The wife plainly states that the boat stinks! The smell morphs from closed boat, to something is dead in the head, to diesel, to very little odor at all depending on what is going on in the boat. The wife gets on the boat and immediately starts burning candles, spraying fumigants and complaining loudly about the smell. I have tried fabric softener sheets spread around the interior, Baczymes, Odor Zero, Chlorox, Bilge Cleaner, Fabreeze, and an odor guru that fogged the interior twice at a cost of $400. The best I have gotten so far is the smell changed a little. It is centered in the front locker where the forward AC unit is. I have painted the locker sprayed all the items mentioned above into the locker and am to the point now that I am considering disassembly of the AC unit to see if there is an ecosystem of some sort in there.
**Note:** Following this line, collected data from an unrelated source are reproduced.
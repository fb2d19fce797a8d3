use std::cmp::Ordering;

use crate::domains::view::types::{SortDirection, SortValue, ViewQuery, Viewable, CATEGORY_WILDCARD};

/// Filter and order `items` for display, with "All" as the category wildcard.
///
/// Pure: the input is left untouched and a new vector is returned.
pub fn view<T: Viewable + Clone>(items: &[T], query: &ViewQuery) -> Vec<T> {
    view_with_wildcard(items, query, CATEGORY_WILDCARD)
}

/// Same as [`view`] with a caller-chosen category wildcard.
///
/// Filters run in order text, category, period; the sort is stable so
/// items with equal keys keep their input order.
///
/// The text filter is a plain case-insensitive substring match on the display
/// name. Whitespace is part of the needle; only an empty string disables it.
/// Category and wildcard are compared trimmed and Unicode-lowercased.
pub fn view_with_wildcard<T: Viewable + Clone>(items: &[T], query: &ViewQuery, wildcard: &str) -> Vec<T> {
    let needle = query
        .text
        .as_deref()
        .filter(|t| !t.is_empty())
        .map(str::to_lowercase);
    let wildcard = wildcard.trim().to_lowercase();
    let category = query
        .category
        .as_deref()
        .map(|c| c.trim().to_lowercase())
        .filter(|c| !c.is_empty() && *c != wildcard);
    let spec = query.sort.unwrap_or(T::DEFAULT_SORT);

    let mut keyed: Vec<(SortValue, &T)> = items
        .iter()
        .filter(|item| match &needle {
            Some(needle) => item.display_name().to_lowercase().contains(needle.as_str()),
            None => true,
        })
        .filter(|item| match &category {
            Some(category) => item
                .category()
                .is_some_and(|c| c.trim().to_lowercase() == *category),
            None => true,
        })
        .filter(|item| match &query.within {
            Some(scope) if scope.is_bounded() => item.occurred_at().is_some_and(|at| scope.contains(at)),
            _ => true,
        })
        .map(|item| (item.sort_value(spec.key), item))
        .collect();

    // slice::sort_by is stable
    keyed.sort_by(|(a, _), (b, _)| compare_values(a, b, spec.direction));

    keyed.into_iter().map(|(_, item)| item.clone()).collect()
}

fn compare_values(a: &SortValue, b: &SortValue, direction: SortDirection) -> Ordering {
    match (a.is_missing(), b.is_missing()) {
        (true, true) => Ordering::Equal,
        (true, false) => Ordering::Greater,
        (false, true) => Ordering::Less,
        (false, false) => match direction {
            SortDirection::Ascending => a.compare_present(b),
            SortDirection::Descending => b.compare_present(a),
        },
    }
}
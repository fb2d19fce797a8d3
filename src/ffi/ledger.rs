// FFI bindings for the ledger computations.
//
// Every function takes one JSON payload and writes one JSON document into
// `result`, which the host must release with `ledger_free`. The host supplies
// `now` explicitly; nothing here reads the system clock. Records are passed
// raw, exactly as the datastore returned them, and the response lists the ones
// that could not be read under `skipped`.

use chrono::{DateTime, FixedOffset, Utc};
use serde::Deserialize;
use std::collections::HashMap;
use std::os::raw::{c_char, c_int};

use crate::config::{parse_utc_offset, LedgerConfig};
use crate::domains::analytics;
use crate::domains::church::ChurchListing;
use crate::domains::donation::{normalize_all, LedgerReport, NormalizedBatch, RawDonationRecord};
use crate::domains::view::{view_with_wildcard, ViewQuery};
use crate::ffi::error::{FFIError, FFIResult};
use crate::ffi::{handle_status_result, read_json, write_json};
use crate::validation::Validate;

/// Settings a payload may override; anything absent keeps the default.
#[derive(Debug, Default, Deserialize)]
struct ConfigDto {
    #[serde(default)]
    utc_offset: Option<String>,
    #[serde(default)]
    anonymous_label: Option<String>,
    #[serde(default)]
    category_wildcard: Option<String>,
}

impl ConfigDto {
    fn into_config(self) -> FFIResult<LedgerConfig> {
        let mut config = LedgerConfig::default();
        if let Some(raw) = self.utc_offset {
            config.utc_offset = parse_utc_offset(&raw)?;
        }
        if let Some(label) = self.anonymous_label {
            config.anonymous_label = label;
        }
        if let Some(wildcard) = self.category_wildcard {
            config.category_wildcard = wildcard;
        }
        config.validate()?;
        Ok(config)
    }
}

fn normalize_logged(records: &[RawDonationRecord]) -> NormalizedBatch {
    let batch = normalize_all(records);
    if !batch.is_complete() {
        log::warn!(
            "{} of {} donation records could not be read",
            batch.skipped_count(),
            records.len()
        );
    }
    batch
}

fn prepare_query(query: ViewQuery, now: Option<DateTime<Utc>>, tz: &FixedOffset) -> FFIResult<ViewQuery> {
    query.validate()?;
    match now {
        Some(now) => Ok(query.resolve_period(now, tz)),
        None if query.period.is_some() => Err(FFIError::invalid_argument("'now' is required when query.period is set")),
        None => Ok(query),
    }
}

/// Dashboard summary.
/// Expected JSON payload:
/// {
///   "records": [ RawDonationRecord ],
///   "now": "2025-03-20T12:00:00Z",
///   "config": { "utc_offset": "-05:00" }   // optional
/// }
/// Result: `{ "data": AggregateSummary, "skipped": [ SkippedRecord ] }`
#[unsafe(no_mangle)]
pub unsafe extern "C" fn ledger_summarize(payload_json: *const c_char, result: *mut *mut c_char) -> c_int {
    #[derive(Deserialize)]
    struct Payload {
        records: Vec<RawDonationRecord>,
        now: DateTime<Utc>,
        #[serde(default)]
        config: ConfigDto,
    }

    handle_status_result(|| unsafe {
        let p: Payload = read_json(payload_json, "payload_json")?;
        let config = p.config.into_config()?;
        let batch = normalize_logged(&p.records);
        let summary = analytics::summarize_in(&batch.records, p.now, &config.utc_offset);
        write_json(result, &LedgerReport::new(summary, batch.skipped))
    })
}

/// Per-donor totals, named and listed.
/// Expected JSON payload:
/// {
///   "records": [ RawDonationRecord ],
///   "names": { "donor-id": "Display Name" },   // optional
///   "query": { ViewQuery },                    // optional
///   "now": "2025-03-20T12:00:00Z",             // required when query.period is set
///   "config": { ... }                          // optional
/// }
#[unsafe(no_mangle)]
pub unsafe extern "C" fn ledger_donor_rollups(payload_json: *const c_char, result: *mut *mut c_char) -> c_int {
    #[derive(Deserialize)]
    struct Payload {
        records: Vec<RawDonationRecord>,
        #[serde(default)]
        names: HashMap<String, String>,
        #[serde(default)]
        query: ViewQuery,
        #[serde(default)]
        now: Option<DateTime<Utc>>,
        #[serde(default)]
        config: ConfigDto,
    }

    handle_status_result(|| unsafe {
        let p: Payload = read_json(payload_json, "payload_json")?;
        let config = p.config.into_config()?;
        let query = prepare_query(p.query, p.now, &config.utc_offset)?;

        let batch = normalize_logged(&p.records);
        let rollups = analytics::donor_rollups(&batch.records);
        let named = analytics::apply_display_names(rollups, &p.names, &config.anonymous_label);
        let listed = view_with_wildcard(&named, &query, &config.category_wildcard);
        write_json(result, &LedgerReport::new(listed, batch.skipped))
    })
}

/// Donation history listing.
/// Expected JSON payload:
/// {
///   "records": [ RawDonationRecord ],
///   "query": { "text": "tithe", "category": "All", "period": "month" },
///   "now": "2025-03-20T12:00:00Z",   // required when query.period is set
///   "config": { ... }
/// }
#[unsafe(no_mangle)]
pub unsafe extern "C" fn ledger_view_history(payload_json: *const c_char, result: *mut *mut c_char) -> c_int {
    #[derive(Deserialize)]
    struct Payload {
        records: Vec<RawDonationRecord>,
        #[serde(default)]
        query: ViewQuery,
        #[serde(default)]
        now: Option<DateTime<Utc>>,
        #[serde(default)]
        config: ConfigDto,
    }

    handle_status_result(|| unsafe {
        let p: Payload = read_json(payload_json, "payload_json")?;
        let config = p.config.into_config()?;
        let query = prepare_query(p.query, p.now, &config.utc_offset)?;

        let batch = normalize_logged(&p.records);
        let listed = view_with_wildcard(&batch.records, &query, &config.category_wildcard);
        write_json(result, &LedgerReport::new(listed, batch.skipped))
    })
}

/// Church directory search.
/// Expected JSON payload:
/// {
///   "churches": [ ChurchListing ],
///   "query": { "text": "grace", "category": "Baptist", "sort": {"key": "distance", "direction": "ascending"} }
/// }
/// Result: `[ ChurchListing ]`
#[unsafe(no_mangle)]
pub unsafe extern "C" fn ledger_search_churches(payload_json: *const c_char, result: *mut *mut c_char) -> c_int {
    #[derive(Deserialize)]
    struct Payload {
        churches: Vec<ChurchListing>,
        #[serde(default)]
        query: ViewQuery,
        #[serde(default)]
        config: ConfigDto,
    }

    handle_status_result(|| unsafe {
        let p: Payload = read_json(payload_json, "payload_json")?;
        let config = p.config.into_config()?;
        p.query.validate()?;
        let listed = view_with_wildcard(&p.churches, &p.query, &config.category_wildcard);
        write_json(result, &listed)
    })
}

/// Twelve monthly totals.
/// Expected JSON payload:
/// {
///   "records": [ RawDonationRecord ],
///   "year": 2025,
///   "config": { ... }
/// }
#[unsafe(no_mangle)]
pub unsafe extern "C" fn ledger_monthly_totals(payload_json: *const c_char, result: *mut *mut c_char) -> c_int {
    #[derive(Deserialize)]
    struct Payload {
        records: Vec<RawDonationRecord>,
        year: i32,
        #[serde(default)]
        config: ConfigDto,
    }

    handle_status_result(|| unsafe {
        let p: Payload = read_json(payload_json, "payload_json")?;
        let config = p.config.into_config()?;
        let batch = normalize_logged(&p.records);
        let months = analytics::monthly_totals(&batch.records, p.year, &config.utc_offset);
        write_json(result, &LedgerReport::new(months, batch.skipped))
    })
}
I have suggested that the smell is "freedom" but have not gotten much traction on that one. If I don't get some relief I am afraid the wife is going to set the thing on fire which would solve the odor problem but not my need to sail.


----------



## TSOJOURNER (Dec 16, 1999)

TrueBlue said:


> the subtle head odors released upon opening each teak door to the heads, evoked pleasing responses.
> 
> We have yet to find a combination of smells that even comes close to being reminiscent


LMAO, i think being boatless is starting to take a toll on you


----------



## Classic30 (Aug 29, 2007)

TrueBlue said:


> Relative to boats, sight conveys an immediate reaction from my brain - enabling a quick and distant judgement of pleasure or disdain. I interpret these images to the various shapes, proportions, colors and textures which have become pleasing to my mind's eye, such as stored memories of classic sailing yachts. Like the sense of touch, these are tangible sensory associations which are easy to comprehend.
> 
> Upon boarding a boat however, my senses of smell and taste ( since they are both closely linked ) are perhaps the most enigmatic - stimulating a more complex mix of associations. Although I often pondered the source of these sensations - the derived associations are typically of pleasant experiences on the water.
> 
> ...


TB, that's a true classic!! 

You make the smell of a boat like the smell of a freshly-opened bottle of ancient red - either delightful to the senses or completely off! Obviously you've been drinking too much, but I won't begrudge you that.  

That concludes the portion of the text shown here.